use std::str::FromStr;
use std::time::Duration;

use dotenvy::dotenv;
use url::Url;

use crate::errors::{HookError, HookResult};

const DEFAULT_BASE_URL: &str = "http://127.0.0.1:8000";
const DEFAULT_VALIDATION_PATH: &str = "validate-category-name/";
const DEFAULT_CATEGORIES_PATH: &str = "load-categories/";
const DEFAULT_VALIDATION_PARAM: &str = "name";
const DEFAULT_REQUEST_TIMEOUT_MS: u64 = 10_000;
const DEFAULT_ALERT_DISMISS_MS: u64 = 5_000;

/// How the candidate value reaches the validation endpoint.
#[derive(Debug, Clone, Copy, Default, PartialEq, Eq)]
pub enum Transport {
    /// `GET <url>?<param>=<value>`
    #[default]
    Get,
    /// `POST <url>` with a JSON object body `{"<param>": <value>}`
    Post,
}

impl FromStr for Transport {
    type Err = HookError;

    fn from_str(value: &str) -> Result<Self, Self::Err> {
        match value.trim().to_ascii_lowercase().as_str() {
            "get" => Ok(Transport::Get),
            "post" => Ok(Transport::Post),
            other => Err(HookError::Config(format!(
                "transport must be get or post, got {other:?}"
            ))),
        }
    }
}

#[derive(Debug, Clone)]
pub struct HooksConfig {
    pub validation_url: Url,
    pub categories_url: Url,
    pub transport: Transport,
    pub validation_param: String,
    pub request_timeout: Duration,
    pub debounce: Duration,
    pub alert_dismiss_after: Duration,
    pub csrf_token: Option<String>,
}

impl HooksConfig {
    /// Reads `TRACKER_*` variables, loading `.env` first when present.
    #[tracing::instrument(name = "hooks_config_load")]
    pub fn from_env() -> HookResult<Self> {
        dotenv().ok();
        let config = Self::from_lookup(|key| std::env::var(key).ok())?;

        tracing::info!(
            validation_url = %config.validation_url,
            categories_url = %config.categories_url,
            transport = ?config.transport,
            request_timeout_ms = config.request_timeout.as_millis() as u64,
            debounce_ms = config.debounce.as_millis() as u64,
            csrf = config.csrf_token.is_some(),
            "Hooks configuration loaded"
        );

        Ok(config)
    }

    /// Builds a configuration from an arbitrary variable source.
    pub fn from_lookup<F>(lookup: F) -> HookResult<Self>
    where
        F: Fn(&str) -> Option<String>,
    {
        let get = |key: &str| lookup(key).filter(|value| !value.trim().is_empty());

        let base = get("TRACKER_BASE_URL").unwrap_or_else(|| DEFAULT_BASE_URL.to_string());
        let base = with_trailing_slash(Url::parse(base.trim())?);

        let validation_url = match get("TRACKER_VALIDATION_URL") {
            Some(raw) => Url::parse(raw.trim())?,
            None => base.join(DEFAULT_VALIDATION_PATH)?,
        };
        let categories_url = match get("TRACKER_CATEGORIES_URL") {
            Some(raw) => Url::parse(raw.trim())?,
            None => base.join(DEFAULT_CATEGORIES_PATH)?,
        };

        let transport = match get("TRACKER_VALIDATION_TRANSPORT") {
            Some(raw) => raw.parse()?,
            None => Transport::default(),
        };

        let validation_param = get("TRACKER_VALIDATION_PARAM")
            .map(|raw| raw.trim().to_string())
            .unwrap_or_else(|| DEFAULT_VALIDATION_PARAM.to_string());

        let request_timeout = millis(
            "TRACKER_REQUEST_TIMEOUT_MS",
            get("TRACKER_REQUEST_TIMEOUT_MS"),
            DEFAULT_REQUEST_TIMEOUT_MS,
        )?;
        if request_timeout.is_zero() {
            return Err(HookError::Config(
                "TRACKER_REQUEST_TIMEOUT_MS must be greater than zero".to_string(),
            ));
        }

        let debounce = millis("TRACKER_DEBOUNCE_MS", get("TRACKER_DEBOUNCE_MS"), 0)?;
        let alert_dismiss_after = millis(
            "TRACKER_ALERT_DISMISS_MS",
            get("TRACKER_ALERT_DISMISS_MS"),
            DEFAULT_ALERT_DISMISS_MS,
        )?;

        Ok(Self {
            validation_url,
            categories_url,
            transport,
            validation_param,
            request_timeout,
            debounce,
            alert_dismiss_after,
            csrf_token: get("TRACKER_CSRF_TOKEN").map(|raw| raw.trim().to_string()),
        })
    }
}

impl Default for HooksConfig {
    fn default() -> Self {
        let base = Url::parse(DEFAULT_BASE_URL).expect("default base url must parse");
        Self {
            validation_url: base
                .join(DEFAULT_VALIDATION_PATH)
                .expect("default validation path must join"),
            categories_url: base
                .join(DEFAULT_CATEGORIES_PATH)
                .expect("default categories path must join"),
            transport: Transport::default(),
            validation_param: DEFAULT_VALIDATION_PARAM.to_string(),
            request_timeout: Duration::from_millis(DEFAULT_REQUEST_TIMEOUT_MS),
            debounce: Duration::ZERO,
            alert_dismiss_after: Duration::from_millis(DEFAULT_ALERT_DISMISS_MS),
            csrf_token: None,
        }
    }
}

fn with_trailing_slash(mut url: Url) -> Url {
    if !url.path().ends_with('/') {
        let path = format!("{}/", url.path());
        url.set_path(&path);
    }
    url
}

fn millis(key: &str, raw: Option<String>, default: u64) -> HookResult<Duration> {
    let Some(raw) = raw else {
        return Ok(Duration::from_millis(default));
    };

    raw.trim()
        .parse::<u64>()
        .map(Duration::from_millis)
        .map_err(|err| HookError::Config(format!("{key} must be a whole number of milliseconds: {err}")))
}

ACTIVITY: Would you transcribe all of the data, keeping each line exact?

COMPLETED TASK:
use std::str::FromStr;
use std::time::Duration;

use dotenvy::dotenv;
use url::Url;

use crate::errors::{HookError, HookResult};

const DEFAULT_BASE_URL: &str = "http://127.0.0.1:8000";
const DEFAULT_VALIDATION_PATH: &str = "validate-category-name/";
const DEFAULT_CATEGORIES_PATH: &str = "load-categories/";
const DEFAULT_VALIDATION_PARAM: &str = "name";
const DEFAULT_REQUEST_TIMEOUT_MS: u64 = 10_000;
const DEFAULT_ALERT_DISMISS_MS: u64 = 5_000;

/// How the candidate value reaches the validation endpoint.
#[derive(Debug, Clone, Copy, Default, PartialEq, Eq)]
pub enum Transport {
    /// `GET <url>?<param>=<value>`
    #[default]
    Get,
    /// `POST <url>` with a JSON object body `{"<param>": <value>}`
    Post,
}

impl FromStr for Transport {
    type Err = HookError;

    fn from_str(value: &str) -> Result<Self, Self::Err> {
        match value.trim().to_ascii_lowercase().as_str() {
            "get" => Ok(Transport::Get),
            "post" => Ok(Transport::Post),
            other => Err(HookError::Config(format!(
                "transport must be get or post, got {other:?}"
            ))),
        }
    }
}

#[derive(Debug, Clone)]
pub struct HooksConfig {
    pub validation_url: Url,
    pub categories_url: Url,
    pub transport: Transport,
    pub validation_param: String,
    pub request_timeout: Duration,
    pub debounce: Duration,
    pub alert_dismiss_after: Duration,
    pub csrf_token: Option<String>,
}

impl HooksConfig {
    /// Reads `TRACKER_*` variables, loading `.env` first when present.
    #[tracing::instrument(name = "hooks_config_load")]
    pub fn from_env() -> HookResult<Self> {
        dotenv().ok();
        let config = Self::from_lookup(|key| std::env::var(key).ok())?;

        tracing::info!(
            validation_url = %config.validation_url,
            categories_url = %config.categories_url,
            transport = ?config.transport,
            request_timeout_ms = config.request_timeout.as_millis() as u64,
            debounce_ms = config.debounce.as_millis() as u64,
            csrf = config.csrf_token.is_some(),
            "Hooks configuration loaded"
        );

        Ok(config)
    }

    /// Builds a configuration from an arbitrary variable source.
    pub fn from_lookup<F>(lookup: F) -> HookResult<Self>
    where
        F: Fn(&str) -> Option<String>,
    {
        let get = |key: &str| lookup(key).filter(|value| !value.trim().is_empty());

        let base = get("TRACKER_BASE_URL").unwrap_or_else(|| DEFAULT_BASE_URL.to_string());
        let base = with_trailing_slash(Url::parse(base.trim())?);

        let validation_url = match get("TRACKER_VALIDATION_URL") {
            Some(raw) => Url::parse(raw.trim())?,
            None => base.join(DEFAULT_VALIDATION_PATH)?,
        };
        let categories_url = match get("TRACKER_CATEGORIES_URL") {
            Some(raw) => Url::parse(raw.trim())?,
            None => base.join(DEFAULT_CATEGORIES_PATH)?,
        };

        let transport = match get("TRACKER_VALIDATION_TRANSPORT") {
            Some(raw) => raw.parse()?,
            None => Transport::default(),
        };

        let validation_param = get("TRACKER_VALIDATION_PARAM")
            .map(|raw| raw.trim().to_string())
            .unwrap_or_else(|| DEFAULT_VALIDATION_PARAM.to_string());

        let request_timeout = millis(
            "TRACKER_REQUEST_TIMEOUT_MS",
            get("TRACKER_REQUEST_TIMEOUT_MS"),
            DEFAULT_REQUEST_TIMEOUT_MS,
        )?;
        if request_timeout.is_zero() {
            return Err(HookError::Config(
                "TRACKER_REQUEST_TIMEOUT_MS must be greater than zero".to_string(),
            ));
        }

        let debounce = millis("TRACKER_DEBOUNCE_MS", get("TRACKER_DEBOUNCE_MS"), 0)?;
        let alert_dismiss_after = millis(
            "TRACKER_ALERT_DISMISS_MS",
            get("TRACKER_ALERT_DISMISS_MS"),
            DEFAULT_ALERT_DISMISS_MS,
        )?;

        Ok(Self {
            validation_url,
            categories_url,
            transport,
            validation_param,
            request_timeout,
            debounce,
            alert_dismiss_after,
            csrf_token: get("TRACKER_CSRF_TOKEN").map(|raw| raw.trim().to_string()),
        })
    }
}

impl Default for HooksConfig {
    fn default() -> Self {
        let base = Url::parse(DEFAULT_BASE_URL).expect("default base url must parse");
        Self {
            validation_url: base
                .join(DEFAULT_VALIDATION_PATH)
                .expect("default validation path must join"),
            categories_url: base
                .join(DEFAULT_CATEGORIES_PATH)
                .expect("default categories path must join"),
            transport: Transport::default(),
            validation_param: DEFAULT_VALIDATION_PARAM.to_string(),
            request_timeout: Duration::from_millis(DEFAULT_REQUEST_TIMEOUT_MS),
            debounce: Duration::ZERO,
            alert_dismiss_after: Duration::from_millis(DEFAULT_ALERT_DISMISS_MS),
            csrf_token: None,
        }
    }
}

fn with_trailing_slash(mut url: Url) -> Url {
    if !url.path().ends_with('/') {
        let path = format!("{}/", url.path());
        url.set_path(&path);
    }
    url
}

fn millis(key: &str, raw: Option<String>, default: u64) -> HookResult<Duration> {
    let Some(raw) = raw else {
        return Ok(Duration::from_millis(default));
    };

    raw.trim()
        .parse::<u64>()
        .map(Duration::from_millis)
        .map_err(|err| HookError::Config(format!("{key} must be a whole number of milliseconds: {err}")))
}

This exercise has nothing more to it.